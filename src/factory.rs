/*
 *
 *  *
 *  *      Copyright (c) 2018-2025, SnackCloud All rights reserved.
 *  *
 *  *   Redistribution and use in source and binary forms, with or without
 *  *   modification, are permitted provided that the following conditions are met:
 *  *
 *  *   Redistributions of source code must retain the above copyright notice,
 *  *   this list of conditions and the following disclaimer.
 *  *   Redistributions in binary form must reproduce the above copyright
 *  *   notice, this list of conditions and the following disclaimer in the
 *  *   documentation and/or other materials provided with the distribution.
 *  *   Neither the name of the www.snackcloud.cn developer nor the names of its
 *  *   contributors may be used to endorse or promote products derived from
 *  *   this software without specific prior written permission.
 *  *   Author: SnackCloud
 *  *
 *
 */

//!
//! Shared, immutable services a plan is built against.
//!
use std::sync::Arc;

use indexmap::IndexMap;

use crate::config::HqlConfig;
use crate::errors::{HqlError, Result};
use crate::filter::{Filter, FilterDefinition};
use crate::plan::native::{NativeQueryInterpreter, StandardNativeQueryInterpreter};
use crate::splitter::{PolymorphicQuerySplitter, QuerySplitter};
use crate::statistics::{ConcurrentStatistics, StatisticsImplementor};
use crate::translator::QueryTranslatorFactory;

pub struct SessionFactory {
    config: HqlConfig,
    translator_factory: Arc<dyn QueryTranslatorFactory>,
    splitter: Arc<dyn QuerySplitter>,
    native_interpreter: Arc<dyn NativeQueryInterpreter>,
    statistics: Arc<dyn StatisticsImplementor>,
    filter_definitions: IndexMap<String, Arc<FilterDefinition>>,
}

impl SessionFactory {
    pub fn builder(translator_factory: Arc<dyn QueryTranslatorFactory>) -> SessionFactoryBuilder {
        SessionFactoryBuilder {
            config: HqlConfig::default(),
            translator_factory,
            splitter: None,
            native_interpreter: None,
            statistics: None,
            filter_definitions: IndexMap::new(),
        }
    }

    pub fn config(&self) -> &HqlConfig {
        &self.config
    }

    pub fn translator_factory(&self) -> &dyn QueryTranslatorFactory {
        self.translator_factory.as_ref()
    }

    pub fn query_splitter(&self) -> &dyn QuerySplitter {
        self.splitter.as_ref()
    }

    pub fn native_query_interpreter(&self) -> &dyn NativeQueryInterpreter {
        self.native_interpreter.as_ref()
    }

    pub fn statistics(&self) -> &dyn StatisticsImplementor {
        self.statistics.as_ref()
    }

    pub fn filter_definition(&self, name: &str) -> Option<&Arc<FilterDefinition>> {
        self.filter_definitions.get(name)
    }

    /// A fresh, unbound instance of the named filter.
    pub fn enable_filter(&self, name: &str) -> Result<Filter> {
        self.filter_definition(name)
            .map(|definition| Filter::new(definition.clone()))
            .ok_or_else(|| HqlError::filter_error(format!("No such filter configured [{}]", name)))
    }
}

pub struct SessionFactoryBuilder {
    config: HqlConfig,
    translator_factory: Arc<dyn QueryTranslatorFactory>,
    splitter: Option<Arc<dyn QuerySplitter>>,
    native_interpreter: Option<Arc<dyn NativeQueryInterpreter>>,
    statistics: Option<Arc<dyn StatisticsImplementor>>,
    filter_definitions: IndexMap<String, Arc<FilterDefinition>>,
}

impl SessionFactoryBuilder {
    pub fn config(mut self, config: HqlConfig) -> Self {
        self.config = config;
        self
    }

    pub fn splitter(mut self, splitter: Arc<dyn QuerySplitter>) -> Self {
        self.splitter = Some(splitter);
        self
    }

    pub fn native_interpreter(mut self, interpreter: Arc<dyn NativeQueryInterpreter>) -> Self {
        self.native_interpreter = Some(interpreter);
        self
    }

    pub fn statistics(mut self, statistics: Arc<dyn StatisticsImplementor>) -> Self {
        self.statistics = Some(statistics);
        self
    }

    pub fn filter_definition(mut self, definition: FilterDefinition) -> Self {
        self.filter_definitions
            .insert(definition.name().to_string(), Arc::new(definition));
        self
    }

    pub fn build(self) -> Result<SessionFactory> {
        self.config.validate()?;
        let statistics_enabled = self.config.statistics_enabled();
        Ok(SessionFactory {
            config: self.config,
            translator_factory: self.translator_factory,
            splitter: self
                .splitter
                .unwrap_or_else(|| Arc::new(PolymorphicQuerySplitter::new())),
            native_interpreter: self
                .native_interpreter
                .unwrap_or_else(|| Arc::new(StandardNativeQueryInterpreter)),
            statistics: self
                .statistics
                .unwrap_or_else(|| Arc::new(ConcurrentStatistics::new(statistics_enabled))),
            filter_definitions: self.filter_definitions,
        })
    }
}
/*
 *
 *  *
 *  *      Copyright (c) 2018-2025, SnackCloud All rights reserved.
 *  *
 *  *   Redistribution and use in source and binary forms, with or without
 *  *   modification, are permitted provided that the following conditions are met:
 *  *
 *  *   Redistributions of source code must retain the above copyright notice,
 *  *   this list of conditions and the following disclaimer.
 *  *   Redistributions in binary form must reproduce the above copyright
 *  *   notice, this list of conditions and the following disclaimer in the
 *  *   documentation and/or other materials provided with the distribution.
 *  *   Neither the name of the www.snackcloud.cn developer nor the names of its
 *  *   contributors may be used to endorse or promote products derived from
 *  *   this software without specific prior written permission.
 *  *   Author: SnackCloud
 *  *
 *
 */

//!
//! Bind values and row selection handed to a plan at execution time.
//!
use std::fmt;
use std::time::Duration;

use hqlplan_core::{HqlValue, IntoHqlValue};
use indexmap::IndexMap;

/// Offset, limit and driver hints of one execution.
#[derive(Clone, Debug, Default, PartialEq, Eq)]
pub struct RowSelection {
    first_row: Option<usize>,
    max_rows: Option<usize>,
    timeout: Option<Duration>,
    fetch_size: Option<usize>,
}

impl RowSelection {
    pub fn new() -> Self {
        Self::default()
    }

    pub fn set_first_row(mut self, first_row: usize) -> Self {
        self.first_row = Some(first_row);
        self
    }

    pub fn set_max_rows(mut self, max_rows: usize) -> Self {
        self.max_rows = Some(max_rows);
        self
    }

    pub fn set_timeout(mut self, timeout: Duration) -> Self {
        self.timeout = Some(timeout);
        self
    }

    pub fn set_fetch_size(mut self, fetch_size: usize) -> Self {
        self.fetch_size = Some(fetch_size);
        self
    }

    pub fn first_row(&self) -> Option<usize> {
        self.first_row
    }

    pub fn max_rows(&self) -> Option<usize> {
        self.max_rows
    }

    pub fn timeout(&self) -> Option<Duration> {
        self.timeout
    }

    pub fn fetch_size(&self) -> Option<usize> {
        self.fetch_size
    }

    pub fn defines_limits(&self) -> bool {
        self.max_rows.is_some() || self.first_row.map_or(false, |first| first > 0)
    }

    /// The same hints without offset and limit.
    pub fn without_limits(&self) -> Self {
        Self {
            first_row: None,
            max_rows: None,
            timeout: self.timeout,
            fetch_size: self.fetch_size,
        }
    }
}

#[derive(Clone, Debug, Default, PartialEq)]
pub struct QueryParameters {
    positional_values: Vec<HqlValue>,
    named_values: IndexMap<String, HqlValue>,
    row_selection: Option<RowSelection>,
    callable: bool,
}

impl QueryParameters {
    pub fn new() -> Self {
        Self::default()
    }

    pub fn add_positional<V: IntoHqlValue>(mut self, value: V) -> Self {
        self.positional_values.push(value.into_value());
        self
    }

    pub fn set_named<N: Into<String>, V: IntoHqlValue>(mut self, name: N, value: V) -> Self {
        self.named_values.insert(name.into(), value.into_value());
        self
    }

    pub fn set_row_selection(mut self, selection: RowSelection) -> Self {
        self.row_selection = Some(selection);
        self
    }

    pub fn set_callable(mut self, callable: bool) -> Self {
        self.callable = callable;
        self
    }

    pub fn positional_values(&self) -> &[HqlValue] {
        &self.positional_values
    }

    pub fn named_values(&self) -> &IndexMap<String, HqlValue> {
        &self.named_values
    }

    pub fn named_value(&self, name: &str) -> Option<&HqlValue> {
        self.named_values.get(name)
    }

    pub fn row_selection(&self) -> Option<&RowSelection> {
        self.row_selection.as_ref()
    }

    pub fn has_row_selection(&self) -> bool {
        self.row_selection.is_some()
    }

    pub fn is_callable(&self) -> bool {
        self.callable
    }

    /// Copy of these parameters executed under a different row selection.
    pub fn create_copy_using(&self, selection: Option<RowSelection>) -> Self {
        Self {
            positional_values: self.positional_values.clone(),
            named_values: self.named_values.clone(),
            row_selection: selection,
            callable: self.callable,
        }
    }
}

impl fmt::Display for QueryParameters {
    fn fmt(&self, f: &mut fmt::Formatter<'_>) -> fmt::Result {
        if self.positional_values.is_empty() && self.named_values.is_empty() {
            return write!(f, "==> [Hql]  Parameters: None");
        }
        let positional = self
            .positional_values
            .iter()
            .map(|v| format!("{}({})", v, v.type_name()));
        let named = self
            .named_values
            .iter()
            .map(|(name, v)| format!(":{}={}({})", name, v, v.type_name()));
        let params_str = positional.chain(named).collect::<Vec<_>>().join(", ");
        write!(f, "==> [Hql]  Parameters: {}", params_str)
    }
}

#[cfg(test)]
mod tests {
    use super::*;

    #[test]
    fn test_defines_limits() {
        assert!(!RowSelection::new().defines_limits());
        assert!(!RowSelection::new().set_first_row(0).set_fetch_size(50).defines_limits());
        assert!(RowSelection::new().set_first_row(3).defines_limits());
        assert!(RowSelection::new().set_max_rows(10).defines_limits());
    }

    #[test]
    fn test_copy_strips_limits() {
        let params = QueryParameters::new()
            .add_positional(7)
            .set_named("name", "O'Brien")
            .set_row_selection(RowSelection::new().set_first_row(1).set_max_rows(2).set_fetch_size(25));
        let stripped = params.create_copy_using(params.row_selection().map(RowSelection::without_limits));
        let selection = stripped.row_selection().unwrap();
        assert!(!selection.defines_limits());
        assert_eq!(selection.fetch_size(), Some(25));
        assert_eq!(stripped.positional_values(), params.positional_values());
        assert_eq!(
            params.to_string(),
            "==> [Hql]  Parameters: 7(int), :name='O''Brien'(text)"
        );
    }
}
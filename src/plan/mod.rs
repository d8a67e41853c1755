/*
 *
 *  *
 *  *      Copyright (c) 2018-2025, SnackCloud All rights reserved.
 *  *
 *  *   Redistribution and use in source and binary forms, with or without
 *  *   modification, are permitted provided that the following conditions are met:
 *  *
 *  *   Redistributions of source code must retain the above copyright notice,
 *  *   this list of conditions and the following disclaimer.
 *  *   Redistributions in binary form must reproduce the above copyright
 *  *   notice, this list of conditions and the following disclaimer in the
 *  *   documentation and/or other materials provided with the distribution.
 *  *   Neither the name of the www.snackcloud.cn developer nor the names of its
 *  *   contributors may be used to endorse or promote products derived from
 *  *   this software without specific prior written permission.
 *  *   Author: SnackCloud
 *  *
 *
 */

//!
//! Compiled query plans and the cache that shares them.
//!
pub mod cache;
pub mod hql;
pub mod iter;
pub mod native;

use hqlplan_core::SqlType;

pub use cache::*;
pub use hql::*;
pub use iter::*;
pub use native::*;

/// Aliases and types of the values a select query returns.
#[derive(Clone, Debug, Default, PartialEq, Eq)]
pub struct ReturnMetadata {
    return_aliases: Vec<String>,
    return_types: Vec<SqlType>,
}

impl ReturnMetadata {
    pub fn new(return_aliases: Vec<String>, return_types: Vec<SqlType>) -> Self {
        Self {
            return_aliases,
            return_types,
        }
    }

    pub fn return_aliases(&self) -> &[String] {
        &self.return_aliases
    }

    pub fn return_types(&self) -> &[SqlType] {
        &self.return_types
    }
}
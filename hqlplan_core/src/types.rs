/*
 *
 *  *
 *  *      Copyright (c) 2018-2025, SnackCloud All rights reserved.
 *  *
 *  *   Redistribution and use in source and binary forms, with or without
 *  *   modification, are permitted provided that the following conditions are met:
 *  *
 *  *   Redistributions of source code must retain the above copyright notice,
 *  *   this list of conditions and the following disclaimer.
 *  *   Redistributions in binary form must reproduce the above copyright
 *  *   notice, this list of conditions and the following disclaimer in the
 *  *   documentation and/or other materials provided with the distribution.
 *  *   Neither the name of the www.snackcloud.cn developer nor the names of its
 *  *   contributors may be used to endorse or promote products derived from
 *  *   this software without specific prior written permission.
 *  *   Author: SnackCloud
 *  *
 *
 */
use serde::{Deserialize, Serialize};

/// Expected type of a bind parameter or a select-clause return.
#[derive(Debug, PartialEq, Eq, Hash, Clone, Serialize, Deserialize)]
pub enum SqlType {
    Bool,
    Tinyint,
    Smallint,
    Int,
    Bigint,
    Float,
    Double,
    Numeric,
    Blob,
    Char,
    Varchar,
    Text,
    Json,
    Uuid,
    Date,
    Time,
    Timestamp,
    /// An entity-valued return or parameter, by entity name.
    Entity(String),
    Array(Box<SqlType>),
}

impl SqlType {
    pub fn is_array_type(&self) -> bool {
        matches!(self, SqlType::Array(_))
    }

    pub fn is_entity_type(&self) -> bool {
        matches!(self, SqlType::Entity(_))
    }

    pub fn is_integer_type(&self) -> bool {
        matches!(self, SqlType::Tinyint | SqlType::Smallint | SqlType::Int | SqlType::Bigint)
    }

    pub fn is_decimal_type(&self) -> bool {
        matches!(self, SqlType::Float | SqlType::Double | SqlType::Numeric)
    }

    pub fn name(&self) -> String {
        match self {
            SqlType::Bool => "bool".into(),
            SqlType::Tinyint => "tinyint".into(),
            SqlType::Smallint => "smallint".into(),
            SqlType::Int => "int".into(),
            SqlType::Bigint => "bigint".into(),
            SqlType::Float => "float".into(),
            SqlType::Double => "double".into(),
            SqlType::Numeric => "numeric".into(),
            SqlType::Blob => "blob".into(),
            SqlType::Char => "char".into(),
            SqlType::Varchar => "varchar".into(),
            SqlType::Text => "text".into(),
            SqlType::Json => "json".into(),
            SqlType::Uuid => "uuid".into(),
            SqlType::Date => "date".into(),
            SqlType::Time => "time".into(),
            SqlType::Timestamp => "timestamp".into(),
            SqlType::Entity(name) => name.clone(),
            SqlType::Array(ty) => format!("{}[]", ty.name()),
        }
    }
}

impl std::fmt::Display for SqlType {
    fn fmt(&self, f: &mut std::fmt::Formatter<'_>) -> std::fmt::Result {
        f.write_str(&self.name())
    }
}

● TASK GOAL
The listing above holds a line with "self.fetch_size = Some(fetch_size);" and a line with "self.max_rows.is_some() || self.first_row.map_or(false, |first|". Print the stretch from the first through the second, exactly and alone.

● YOUR SOLUTION
        self.fetch_size = Some(fetch_size);
        self
    }

    pub fn first_row(&self) -> Option<usize> {
        self.first_row
    }

    pub fn max_rows(&self) -> Option<usize> {
        self.max_rows
    }

    pub fn timeout(&self) -> Option<Duration> {
        self.timeout
    }

    pub fn fetch_size(&self) -> Option<usize> {
        self.fetch_size
    }

    pub fn defines_limits(&self) -> bool {
        self.max_rows.is_some() || self.first_row.map_or(false, |first| first > 0)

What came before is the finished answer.